Secondly, I hope we will now see a fundamental change in approach and mindset. So far, the way it has worked is that the sponsor body and the delivery authority come to us to ask how we want things to look and then go away to investigate that scheme. To me, that is the wrong way round. As Members of this House, none of us are experts; we do not know what is the art of the possible; and we do not really understand the state of the building. Of course, we know the broad parameters of where we want to end up—safety, accessibility and fitness for purpose as a home for Parliament in the future—but there are many ways to achieve that. To prejudge the detail before we have the options is the wrong way round. In this, I disagree with the noble Lord, Lord Carter: we should not set the endgame before we know the situation and before the delivery authority has imaginatively come up with what we need to do.
We need the delivery authority to do the work, including the surveys—which should have been done two years ago—and come back with a range of options that will allow us to take an informed decision. We must also test some of the articles of faith that have emerged that are not always entirely based on fact. One I hear regularly is that the building is falling down faster than we can maintain it. I see no evidence of that anywhere and, when I asked for it, the sentence was taken out of the paper.
This requires much greater imagination and creativity by the delivery authority. Let me give your Lordships some examples. One reason the costs are so high is the assumption that everything should stay the same. First, we must remove all the services out of the basement and then we put them all back in the same place. That has huge time and cost implications. If it is possible to do it differently—to install services in a different location—we could do those two things in parallel, or even avoid the first step by leaving what is there. We do not have to remove it if we do not have to replace it there.

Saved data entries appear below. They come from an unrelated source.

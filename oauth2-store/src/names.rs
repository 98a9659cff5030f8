//! Enumerate OAuth2 services that have state in a durable store.
//!
//! Useful when the same API is connected with several accounts, each under
//! its own `oauth2.<service>` namespace.

use oauth2_store_core::{service_name_of, StoreResult};

use crate::traits::DurableStore;

/// Distinct service names with keys in `store`, in first-seen order.
///
/// Returns an empty list when nothing is stored under `oauth2.`.
pub fn service_names<S: DurableStore + ?Sized>(store: &S) -> StoreResult<Vec<String>> {
    let mut names: Vec<String> = Vec::new();
    for key in store.list_keys()? {
        if let Some(name) = service_name_of(&key) {
            if !names.iter().any(|n| n == name) {
                names.push(name.to_string());
            }
        }
    }
    Ok(names)
}
//! Layered storage facade.
//!
//! Composes the process-local tier, an optional shared cache and an optional
//! durable store into one get/set/remove/reset API over namespaced keys.
//!
//! # Read path
//!
//! Reads walk the tiers from fastest to slowest and stop at the first hit:
//!
//! 1. process-local tier (skipped by [`LayeredStorage::get_value_skip_local`])
//! 2. shared cache; a hit is copied into the local tier
//! 3. durable store; a hit is written through to the shared cache and the
//!    local tier
//! 4. miss everywhere: a [`CacheEntry::NotFound`] is recorded locally and in
//!    the shared cache, never in the durable store
//!
//! # Consistency
//!
//! Writes go durable, then shared, then local, unconditionally and without a
//! transaction. A failing tier leaves the tiers before it written. Another
//! process may keep reading an older shared-cache entry until its TTL
//! lapses; skipping the local tier does not bypass the shared cache.

use std::sync::Arc;

use oauth2_store_core::{
    decode_durable, encode_durable, to_json_value, CacheEntry, Namespace, StorageConfig,
    StoreResult,
};
use serde::de::DeserializeOwned;
use serde::Serialize;

use crate::local::LocalCache;
use crate::traits::{DurableStore, SharedCache};

/// Namespaced storage layered over durable, shared and process-local tiers.
///
/// # Example
///
/// ```ignore
/// let storage = LayeredStorage::new(StorageConfig::for_service("drive"))?
///     .with_durable_store(durable)
///     .with_shared_cache(cache);
///
/// storage.set_value("code_verifier", &verifier)?;
/// let verifier: Option<String> = storage.get_value("code_verifier")?;
/// ```
pub struct LayeredStorage {
    config: StorageConfig,
    namespace: Namespace,
    durable: Option<Arc<dyn DurableStore>>,
    shared: Option<Arc<dyn SharedCache>>,
    local: LocalCache,
}

impl LayeredStorage {
    /// Create a storage with no slow tiers attached.
    ///
    /// Fails if the config does not validate.
    pub fn new(config: StorageConfig) -> StoreResult<Self> {
        config.validate()?;
        Ok(Self {
            namespace: config.namespace(),
            config,
            durable: None,
            shared: None,
            local: LocalCache::new(),
        })
    }

    /// Storage for a named OAuth2 service, rooted at `oauth2.<service_name>`.
    pub fn for_service(service_name: &str) -> StoreResult<Self> {
        Self::new(StorageConfig::for_service(service_name))
    }

    /// Attach the durable store.
    pub fn with_durable_store(mut self, durable: Arc<dyn DurableStore>) -> Self {
        self.durable = Some(durable);
        self
    }

    /// Attach the shared cache.
    pub fn with_shared_cache(mut self, shared: Arc<dyn SharedCache>) -> Self {
        self.shared = Some(shared);
        self
    }

    pub fn config(&self) -> &StorageConfig {
        &self.config
    }

    pub fn namespace(&self) -> &Namespace {
        &self.namespace
    }

    pub fn prefix(&self) -> &str {
        self.namespace.prefix()
    }

    pub fn has_durable_store(&self) -> bool {
        self.durable.is_some()
    }

    pub fn has_shared_cache(&self) -> bool {
        self.shared.is_some()
    }

    /// Apply the namespace prefix to `key`; the empty key is the bare prefix.
    pub fn prefixed_key(&self, key: &str) -> String {
        self.namespace.key(key)
    }

    /// Get a stored value.
    ///
    /// Returns `Ok(None)` when the key is absent or holds JSON `null`.
    pub fn get_value<T: DeserializeOwned>(&self, key: &str) -> StoreResult<Option<T>> {
        let prefixed_key = self.prefixed_key(key);
        self.lookup(&prefixed_key, false)?.into_typed(&prefixed_key)
    }

    /// Get a stored value, ignoring whatever the process-local tier holds.
    ///
    /// The shared cache is still consulted first, so this does not give
    /// read-after-write consistency against other processes.
    pub fn get_value_skip_local<T: DeserializeOwned>(&self, key: &str) -> StoreResult<Option<T>> {
        let prefixed_key = self.prefixed_key(key);
        self.lookup(&prefixed_key, true)?.into_typed(&prefixed_key)
    }

    fn lookup(&self, prefixed_key: &str, skip_local: bool) -> StoreResult<CacheEntry> {
        if !skip_local {
            if let Some(entry) = self.local.get(prefixed_key)? {
                tracing::debug!(key = prefixed_key, tier = "local", found = entry.is_found(), "storage hit");
                return Ok(entry);
            }
        }

        if let Some(shared) = &self.shared {
            if let Some(raw) = shared.get(prefixed_key)? {
                let entry = CacheEntry::decode(prefixed_key, &raw).inspect_err(|e| {
                    tracing::warn!(key = prefixed_key, tier = "shared", error = %e, "corrupt cache entry");
                })?;
                tracing::debug!(key = prefixed_key, tier = "shared", found = entry.is_found(), "storage hit");
                self.local.insert(prefixed_key, entry.clone())?;
                return Ok(entry);
            }
        }

        if let Some(durable) = &self.durable {
            if let Some(raw) = durable.get(prefixed_key)? {
                let value = decode_durable(prefixed_key, &raw).inspect_err(|e| {
                    tracing::warn!(key = prefixed_key, tier = "durable", error = %e, "corrupt stored value");
                })?;
                tracing::debug!(key = prefixed_key, tier = "durable", "storage hit");
                let entry = CacheEntry::Found(value);
                if let Some(shared) = &self.shared {
                    shared.put(prefixed_key, &entry.encode(prefixed_key)?, self.config.cache_ttl)?;
                }
                self.local.insert(prefixed_key, entry.clone())?;
                return Ok(entry);
            }
        }

        tracing::debug!(key = prefixed_key, "storage miss, caching absence");
        self.local.insert(prefixed_key, CacheEntry::NotFound)?;
        if let Some(shared) = &self.shared {
            shared.put(
                prefixed_key,
                &CacheEntry::NotFound.encode(prefixed_key)?,
                self.config.cache_ttl,
            )?;
        }
        Ok(CacheEntry::NotFound)
    }

    /// Store a value in every configured tier.
    ///
    /// Storing `null` (for example `None::<String>`) is allowed and reads
    /// back as absent.
    pub fn set_value<T: Serialize + ?Sized>(&self, key: &str, value: &T) -> StoreResult<()> {
        let prefixed_key = self.prefixed_key(key);
        let value = to_json_value(&prefixed_key, value)?;

        if let Some(durable) = &self.durable {
            durable.set(&prefixed_key, &encode_durable(&prefixed_key, &value)?)?;
        }

        let entry = CacheEntry::Found(value);
        if let Some(shared) = &self.shared {
            shared.put(&prefixed_key, &entry.encode(&prefixed_key)?, self.config.cache_ttl)?;
        }

        tracing::debug!(key = %prefixed_key, "stored value");
        self.local.insert(&prefixed_key, entry)
    }

    /// Remove a stored value from every configured tier.
    ///
    /// Removing an absent key is a no-op.
    pub fn remove_value(&self, key: &str) -> StoreResult<()> {
        let prefixed_key = self.prefixed_key(key);
        self.remove_prefixed(&prefixed_key)
    }

    fn remove_prefixed(&self, prefixed_key: &str) -> StoreResult<()> {
        if let Some(durable) = &self.durable {
            durable.delete(prefixed_key)?;
        }
        if let Some(shared) = &self.shared {
            shared.remove(prefixed_key)?;
        }
        tracing::debug!(key = prefixed_key, "removed value");
        self.local.remove(prefixed_key)
    }

    /// Remove every key under this namespace; returns how many were removed.
    ///
    /// Keys are enumerated from the durable store when one is attached,
    /// otherwise from the process-local tier. The shared cache cannot be
    /// enumerated: without a durable store, entries that only live there
    /// (written by an earlier execution) survive until their TTL lapses.
    pub fn reset(&self) -> StoreResult<usize> {
        let (source, keys) = match &self.durable {
            Some(durable) => {
                let keys: Vec<String> = durable
                    .list_keys()?
                    .into_iter()
                    .filter(|key| self.namespace.owns(key))
                    .collect();
                ("durable", keys)
            }
            None => ("local", self.local.keys()?),
        };

        for key in &keys {
            self.remove_prefixed(key)?;
        }

        tracing::info!(
            prefix = self.prefix(),
            source,
            removed = keys.len(),
            "storage reset"
        );
        Ok(keys.len())
    }

    /// Forget everything held in the process-local tier.
    ///
    /// The next read of each key goes back to the shared cache or durable
    /// store, as it would in a fresh execution.
    pub fn clear_local(&self) -> StoreResult<()> {
        self.local.clear()
    }

    /// Number of entries, positive and negative, held in the local tier.
    pub fn local_len(&self) -> StoreResult<usize> {
        self.local.len()
    }
}

impl std::fmt::Debug for LayeredStorage {
    fn fmt(&self, f: &mut std::fmt::Formatter<'_>) -> std::fmt::Result {
        f.debug_struct("LayeredStorage")
            .field("config", &self.config)
            .field("durable", &self.durable.is_some())
            .field("shared", &self.shared.is_some())
            .finish_non_exhaustive()
    }
}
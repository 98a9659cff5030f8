//! Fuzz test for shared-cache entry decoding
//!
//! Shared-cache contents come from outside the process, so decoding must
//! return `Ok` or `Err` for any input and never panic.
//!
//! Run with: cargo +nightly fuzz run cache_entry_fuzz -- -max_total_time=60

#![no_main]

use libfuzzer_sys::fuzz_target;
use oauth2_store_core::{decode_durable, CacheEntry};

fuzz_target!(|data: &[u8]| {
    if let Ok(input) = std::str::from_utf8(data) {
        if let Ok(entry) = CacheEntry::decode("fuzz", input) {
            // Anything that decodes must survive a trip back through the cache.
            let encoded = entry.encode("fuzz").expect("decoded entry must re-encode");
            let again = CacheEntry::decode("fuzz", &encoded).expect("re-encoded entry must decode");
            assert_eq!(entry.is_found(), again.is_found());
        }

        let _ = decode_durable("fuzz", input);
    }
});
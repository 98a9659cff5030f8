//! LMDB-backed durable store.
//!
//! Uses the heed crate (Rust bindings for LMDB) to persist raw values in a
//! memory-mapped file, so stored OAuth2 state survives process restarts.
//!
//! # Thread Safety
//!
//! LMDB provides ACID transactions. The store uses:
//! - Read transactions for `get` and `list_keys`
//! - One write transaction per `set` and `delete`

use std::path::Path;

use heed::types::Str;
use heed::{Database, Env, EnvOpenOptions};
use oauth2_store_core::{StoreError, StoreResult, TierError};

use crate::traits::DurableStore;

/// Error type for opening an LMDB store.
#[derive(Debug, thiserror::Error)]
pub enum LmdbStoreError {
    /// Failed to open or create the LMDB environment.
    #[error("Failed to open LMDB environment: {0}")]
    EnvOpen(String),

    /// Failed to open the database within the environment.
    #[error("Failed to open database: {0}")]
    DbOpen(String),

    /// Transaction error.
    #[error("Transaction error: {0}")]
    Transaction(String),

    /// I/O error.
    #[error("I/O error: {0}")]
    Io(#[from] std::io::Error),
}

impl From<LmdbStoreError> for StoreError {
    fn from(e: LmdbStoreError) -> Self {
        StoreError::Tier(TierError::durable("open", e.to_string()))
    }
}

/// Durable store persisted in an LMDB environment.
///
/// # Example
///
/// ```ignore
/// use std::sync::Arc;
/// use oauth2_store::{LayeredStorage, LmdbDurableStore};
/// use oauth2_store_core::StorageConfig;
///
/// let durable = Arc::new(LmdbDurableStore::open("/var/lib/app/oauth2", 16)?);
/// let storage = LayeredStorage::new(StorageConfig::for_service("drive"))?
///     .with_durable_store(durable);
/// storage.set_value("token", &token)?;
/// ```
pub struct LmdbDurableStore {
    env: Env,
    db: Database<Str, Str>,
}

impl LmdbDurableStore {
    /// Open (or create) a store in `path`.
    ///
    /// # Arguments
    ///
    /// * `path` - Directory where LMDB files will be stored
    /// * `max_size_mb` - Maximum size of the database in megabytes
    ///
    /// # Errors
    ///
    /// Returns an error if:
    /// - The directory cannot be created
    /// - LMDB environment cannot be opened
    /// - Database cannot be created
    pub fn open<P: AsRef<Path>>(path: P, max_size_mb: usize) -> Result<Self, LmdbStoreError> {
        std::fs::create_dir_all(&path)?;

        // SAFETY: the environment is opened once per directory by this process.
        let env = unsafe {
            EnvOpenOptions::new()
                .map_size(max_size_mb * 1024 * 1024)
                .max_dbs(1)
                .open(path.as_ref())
        }
        .map_err(|e| LmdbStoreError::EnvOpen(e.to_string()))?;

        let mut wtxn = env
            .write_txn()
            .map_err(|e| LmdbStoreError::Transaction(e.to_string()))?;

        let db: Database<Str, Str> = env
            .create_database(&mut wtxn, None)
            .map_err(|e| LmdbStoreError::DbOpen(e.to_string()))?;

        wtxn.commit()
            .map_err(|e| LmdbStoreError::Transaction(e.to_string()))?;

        Ok(Self { env, db })
    }
}

fn durable_err(operation: &'static str) -> impl Fn(heed::Error) -> StoreError {
    move |e| TierError::durable(operation, e.to_string()).into()
}

impl DurableStore for LmdbDurableStore {
    fn get(&self, key: &str) -> StoreResult<Option<String>> {
        let rtxn = self.env.read_txn().map_err(durable_err("get"))?;
        let value = self
            .db
            .get(&rtxn, key)
            .map_err(durable_err("get"))?
            .map(str::to_string);
        Ok(value)
    }

    fn set(&self, key: &str, value: &str) -> StoreResult<()> {
        let mut wtxn = self.env.write_txn().map_err(durable_err("set"))?;
        self.db
            .put(&mut wtxn, key, value)
            .map_err(durable_err("set"))?;
        wtxn.commit().map_err(durable_err("set"))?;
        Ok(())
    }

    fn delete(&self, key: &str) -> StoreResult<()> {
        let mut wtxn = self.env.write_txn().map_err(durable_err("delete"))?;
        let deleted = self
            .db
            .delete(&mut wtxn, key)
            .map_err(durable_err("delete"))?;
        wtxn.commit().map_err(durable_err("delete"))?;
        if !deleted {
            tracing::trace!(key, "durable delete of absent key");
        }
        Ok(())
    }

    fn list_keys(&self) -> StoreResult<Vec<String>> {
        let rtxn = self.env.read_txn().map_err(durable_err("list_keys"))?;
        let iter = self.db.iter(&rtxn).map_err(durable_err("list_keys"))?;

        let mut keys = Vec::new();
        for result in iter {
            let (key, _) = result.map_err(durable_err("list_keys"))?;
            keys.push(key.to_string());
        }
        Ok(keys)
    }
}
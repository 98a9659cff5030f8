//! Error types for oauth2-store operations

use thiserror::Error;

/// Failures raised by an injected storage tier.
///
/// The facade never retries; whatever the tier reports is carried up to the
/// caller with the tier's own message preserved in `reason`.
#[derive(Debug, Clone, Error, PartialEq, Eq)]
pub enum TierError {
    #[error("Durable store {operation} failed: {reason}")]
    Durable { operation: String, reason: String },

    #[error("Shared cache {operation} failed: {reason}")]
    Shared { operation: String, reason: String },

    #[error("Storage lock poisoned")]
    LockPoisoned,
}

impl TierError {
    /// Durable-store failure for the named operation.
    pub fn durable(operation: impl Into<String>, reason: impl Into<String>) -> Self {
        Self::Durable {
            operation: operation.into(),
            reason: reason.into(),
        }
    }

    /// Shared-cache failure for the named operation.
    pub fn shared(operation: impl Into<String>, reason: impl Into<String>) -> Self {
        Self::Shared {
            operation: operation.into(),
            reason: reason.into(),
        }
    }
}

/// JSON encoding and decoding errors.
#[derive(Debug, Clone, Error, PartialEq, Eq)]
pub enum CodecError {
    #[error("Failed to serialize value for {key}: {reason}")]
    Serialize { key: String, reason: String },

    #[error("Failed to deserialize value for {key}: {reason}")]
    Deserialize { key: String, reason: String },
}

/// Configuration errors.
#[derive(Debug, Clone, Error, PartialEq, Eq)]
pub enum ConfigError {
    #[error("Missing required configuration field: {field}")]
    MissingRequired { field: String },

    #[error("Invalid value for {field}: {value} - {reason}")]
    InvalidValue {
        field: String,
        value: String,
        reason: String,
    },
}

/// Master error type for all oauth2-store errors.
#[derive(Debug, Clone, Error, PartialEq, Eq)]
pub enum StoreError {
    #[error("Tier error: {0}")]
    Tier(#[from] TierError),

    #[error("Codec error: {0}")]
    Codec(#[from] CodecError),

    #[error("Config error: {0}")]
    Config(#[from] ConfigError),
}

/// Result type alias for oauth2-store operations.
pub type StoreResult<T> = Result<T, StoreError>;

// =============================================================================
// TESTS
// =============================================================================
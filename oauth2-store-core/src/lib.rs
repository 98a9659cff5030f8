//! oauth2-store Core - Shared Types
//!
//! Errors, configuration, namespaced keys and the cache-entry codec used by
//! every storage tier. No I/O lives here.

pub mod config;
pub mod entry;
pub mod error;
pub mod key;

pub use config::{StorageConfig, DEFAULT_CACHE_TTL};
pub use entry::{
    decode_durable, encode_durable, from_json_value, to_json_value, CacheEntry,
};
pub use error::{CodecError, ConfigError, StoreError, StoreResult, TierError};
pub use key::{service_name_of, Namespace, KEY_SEPARATOR, SERVICE_PREFIX};

/// JSON value type used for values in flight between tiers.
pub use serde_json::Value;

We have also been overly cautious over heritage constraints. I am quite pleased that the noble Lord, Lord Cormack, is not following me, because he might choke at this point. Of course we need to preserve this amazing building, but not in aspic. Buildings evolve, as this one has since it was built. We should look seriously at options that would reduce costs and, potentially, make the building a better home for Parliament, even if there are heritage implications.
The noble Lord, Lord Newby, mentioned glazing in the courtyards, and I agree. My example is lifts. Putting improved accessible lifts in current locations is very difficult, time-consuming and expensive. An easier solution might be to put them up the outside of the building in the courtyards, where no one can see them. That is easy and cheap, but has not been considered so far. That is just an example—it may not be workable—but I am asking that we think more creatively to save and improve this building. The current proposals would see a 20% reduction in usable space for the £7 billion to £13 billion we are talking about. Where is the imagination in that? Where is the out-of-the-box thinking? I am sure we can do better.
The new governance structure will help, with more co-operative working between the two Houses—it already is. It should allow some work to be accelerated and, I hope, will encourage greater creativity of thought, hopefully leading to better proposals for the Houses to agree. I am completely behind the proposed changes, and I urge noble Lords to accept them.